1. Installation and Administration Guide
  2. Keys, Key Policies, and Key Groups
  3. Transfer Keys Between Clusters
  4. Configure Key Transfer Partners

Configure Key Transfer Partners

Each cluster must configure the other cluster as a partner before transferring keys.

Both partners must complete the following steps to configure the other cluster as a partner:

Create and Send a Key Transfer Public Key

OKM signs key transfer files with the key transfer public key. Provide partners with the key transfer public key, so they can import key transfer files.

Available to: Security Officer
  1. In the left navigation tree, expand System Management, and then select Key Transfer Public Key List.
  2. Click Create...
  3. Provide the new key to all existing transfer partners:
    1. Select a Public Key in the list, and then click Details...
    2. Send this information to other cluster's administrator. Cut and paste the Public Key ID and Public Key into an e-mail or other agreed-upon form of communication. The exact communication method should be sufficiently secure.

Create the Transfer Partner

The administrator of the receiving cluster must enter the public key information provided by the partner cluster.

These procedures use the key information sent in Create and Send a Key Transfer Public Key.
Available to: Security Officer (requires a quorum)
  1. In the partner cluster, in the left navigation tree, expand Secure Information Management, an then select Transfer Partner List. Click Create...
  2. Complete the following on the General tab:
    • Transfer Partner ID — Identifies the transfer partner (1 to 64 characters).
    • Description (optional) — Describes the transfer partner (1 to 64 characters).
    • Contact Information (optional) — Contact information about the transfer partner.
    • Export Format —The format you should select depends on the software version and FIPS Mode Only settings. To view the FIPS setting, see Review and Modify the Cluster Security Parameters).

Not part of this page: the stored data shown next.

//! Watermark detection handlers.

use crate::error::{ErrorResponse, HttpAppError, ValidatedJson};
use crate::state::AppState;
use axum::{extract::State, response::IntoResponse, Json};
use ottowrite_core::models::ManuscriptShare;
use ottowrite_core::AppError;
use ottowrite_watermark::{fingerprint, ContentFingerprint, WatermarkDetection};
use serde::{Deserialize, Serialize};
use std::sync::Arc;
use utoipa::ToSchema;

#[derive(Debug, Deserialize, ToSchema)]
pub struct DetectWatermarkRequest {
    /// Suspected leaked text, already reduced to plain text.
    pub text: String,
    /// Candidate watermark id to test against.
    pub watermark_id: String,
}

#[derive(Debug, Serialize, ToSchema)]
pub struct DetectWatermarkResponse {
    pub detection: WatermarkDetection,
    pub content_fingerprint: ContentFingerprint,
    /// The share the candidate id belongs to, when the id matched and the
    /// share still exists. This is who the leak traces back to.
    #[serde(skip_serializing_if = "Option::is_none")]
    pub share: Option<ManuscriptShare>,
}

#[utoipa::path(
    post,
    path = "/api/v1/watermark/detect",
    tag = "watermark",
    request_body = DetectWatermarkRequest,
    responses(
        (status = 200, description = "Detection result", body = DetectWatermarkResponse),
        (status = 400, description = "Invalid request", body = ErrorResponse)
    )
)]
pub async fn detect_watermark(
    State(state): State<Arc<AppState>>,
    ValidatedJson(request): ValidatedJson<DetectWatermarkRequest>,
) -> Result<impl IntoResponse, HttpAppError> {
    if request.watermark_id.is_empty() {
        return Err(AppError::InvalidInput("watermark_id must not be empty".to_string()).into());
    }
    if request.text.is_empty() {
        return Err(AppError::InvalidInput("text must not be empty".to_string()).into());
    }

    let detection = ottowrite_watermark::detect_watermark(&request.text, &request.watermark_id);
    let content_fingerprint = fingerprint(&request.text);

    let share = if detection.detected {
        state.shares.get_by_watermark(&request.watermark_id).await?
    } else {
        None
    };

    tracing::info!(
        watermark_id = %request.watermark_id,
        detected = detection.detected,
        confidence = detection.confidence,
        "Watermark detection run"
    );

    Ok(Json(DetectWatermarkResponse {
        detection,
        content_fingerprint,
        share,
    }))
}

      Table 11-1 Determining Export Format

      Software Version— Importing KMA FIPS Mode Only— Exporting Cluster FIPS Mode Only— Importing Cluster Export Format

      2.0.2 or lower

      Off

      N/A

      v2.0 or Default

      2.0.2 or lower

      On

      N/A

      v2.0

      2.1 or higher

      Off

      Off

      v2.1 (FIPS)

      2.1 or higher

      On

      Off

      v2.1 (FIPS)

      2.1 or higher

      Off

      On

      v2.1 (FIPS)

      2.1 or higher

      On

      On

      v2.1 (FIPS) or Default
      • v2.0 —This transfer partner does not wrap keys when it exports them.
      • v2.1 (FIPS) —This transfer partner wraps keys when it exports them.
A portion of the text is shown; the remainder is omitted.